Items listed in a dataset
//! Field access and locked update throughput

use criterion::{Criterion, criterion_group, criterion_main};
use shmlink::{
    BackendKind, ChannelConfig, FieldType, Layout, PointerUpdate, SharedStructChannel,
};
use std::hint::black_box;
use tempfile::TempDir;

fn bench_key(offset: i32) -> i32 {
    0x7000_0000 | ((std::process::id() as i32 & 0x000f_ffff) << 8) | offset
}

fn channels(dir: &TempDir, offset: i32, layout: Layout) -> Vec<(&'static str, SharedStructChannel)> {
    let sysv = ChannelConfig::new(bench_key(offset));
    let file = ChannelConfig::new(bench_key(offset))
        .with_backend(BackendKind::File)
        .with_shm_dir(dir.path());
    vec![
        (
            "sysv",
            SharedStructChannel::open_or_create_with(sysv, layout.clone()).unwrap(),
        ),
        (
            "file",
            SharedStructChannel::open_or_create_with(file, layout).unwrap(),
        ),
    ]
}

fn teardown(channels: Vec<(&'static str, SharedStructChannel)>) {
    for (_, mut channel) in channels {
        channel.destroy().unwrap();
    }
}

/// Lock-free single field access
fn bench_field_access(c: &mut Criterion) {
    let dir = TempDir::new().unwrap();
    let all = channels(&dir, 1, Layout::pointer());

    for (name, channel) in &all {
        c.bench_function(&format!("{name}_write_field"), |b| {
            let mut v = 0i64;
            b.iter(|| {
                v = (v + 1) & 0xffff;
                channel.write_field(black_box("x"), black_box(v)).unwrap();
            });
        });

        c.bench_function(&format!("{name}_read_field"), |b| {
            b.iter(|| black_box(channel.read_field(black_box("x")).unwrap()));
        });
    }
    teardown(all);
}

/// Unaligned fields take the byte-copy path
fn bench_unaligned_field(c: &mut Criterion) {
    let dir = TempDir::new().unwrap();
    let layout = Layout::builder()
        .field("buttons", FieldType::U8)
        .field("x", FieldType::I32)
        .build()
        .unwrap();
    let all = channels(&dir, 2, layout);

    for (name, channel) in &all {
        c.bench_function(&format!("{name}_write_unaligned_field"), |b| {
            b.iter(|| channel.write_field(black_box("x"), black_box(-55)).unwrap());
        });
    }
    teardown(all);
}

/// Locked multi-field updates and guarded reads
fn bench_locked_updates(c: &mut Criterion) {
    let dir = TempDir::new().unwrap();
    let all = channels(&dir, 3, Layout::pointer());

    for (name, channel) in &all {
        c.bench_function(&format!("{name}_write_atomic_update"), |b| {
            b.iter(|| {
                channel
                    .write_atomic_update(black_box(&[("x", 55), ("y", 0), ("changed", 1)]))
                    .unwrap();
            });
        });

        c.bench_function(&format!("{name}_write_record"), |b| {
            let update = PointerUpdate::along_y(55);
            b.iter(|| channel.write_record(black_box(&update)).unwrap());
        });

        c.bench_function(&format!("{name}_take_update"), |b| {
            b.iter(|| {
                channel.write_field("changed", 1).unwrap();
                black_box(channel.take_update("changed").unwrap());
            });
        });
    }
    teardown(all);
}

criterion_group!(
    benches,
    bench_field_access,
    bench_unaligned_field,
    bench_locked_updates
);
criterion_main!(benches);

### What to work on:
Retype exactly, please, only the lines of the entries that run from the one containing "let all = channels(&dir, 2, layout);" to the last.

### Response area:
    let all = channels(&dir, 2, layout);

    for (name, channel) in &all {
        c.bench_function(&format!("{name}_write_unaligned_field"), |b| {
            b.iter(|| channel.write_field(black_box("x"), black_box(-55)).unwrap());
        });
    }
    teardown(all);
}

/// Locked multi-field updates and guarded reads
fn bench_locked_updates(c: &mut Criterion) {
    let dir = TempDir::new().unwrap();
    let all = channels(&dir, 3, Layout::pointer());

    for (name, channel) in &all {
        c.bench_function(&format!("{name}_write_atomic_update"), |b| {
            b.iter(|| {
                channel
                    .write_atomic_update(black_box(&[("x", 55), ("y", 0), ("changed", 1)]))
                    .unwrap();
            });
        });

        c.bench_function(&format!("{name}_write_record"), |b| {
            let update = PointerUpdate::along_y(55);
            b.iter(|| channel.write_record(black_box(&update)).unwrap());
        });

        c.bench_function(&format!("{name}_take_update"), |b| {
            b.iter(|| {
                channel.write_field("changed", 1).unwrap();
                black_box(channel.take_update("changed").unwrap());
            });
        });
    }
    teardown(all);
}

criterion_group!(
    benches,
    bench_field_access,
    bench_unaligned_field,
    bench_locked_updates
);
criterion_main!(benches);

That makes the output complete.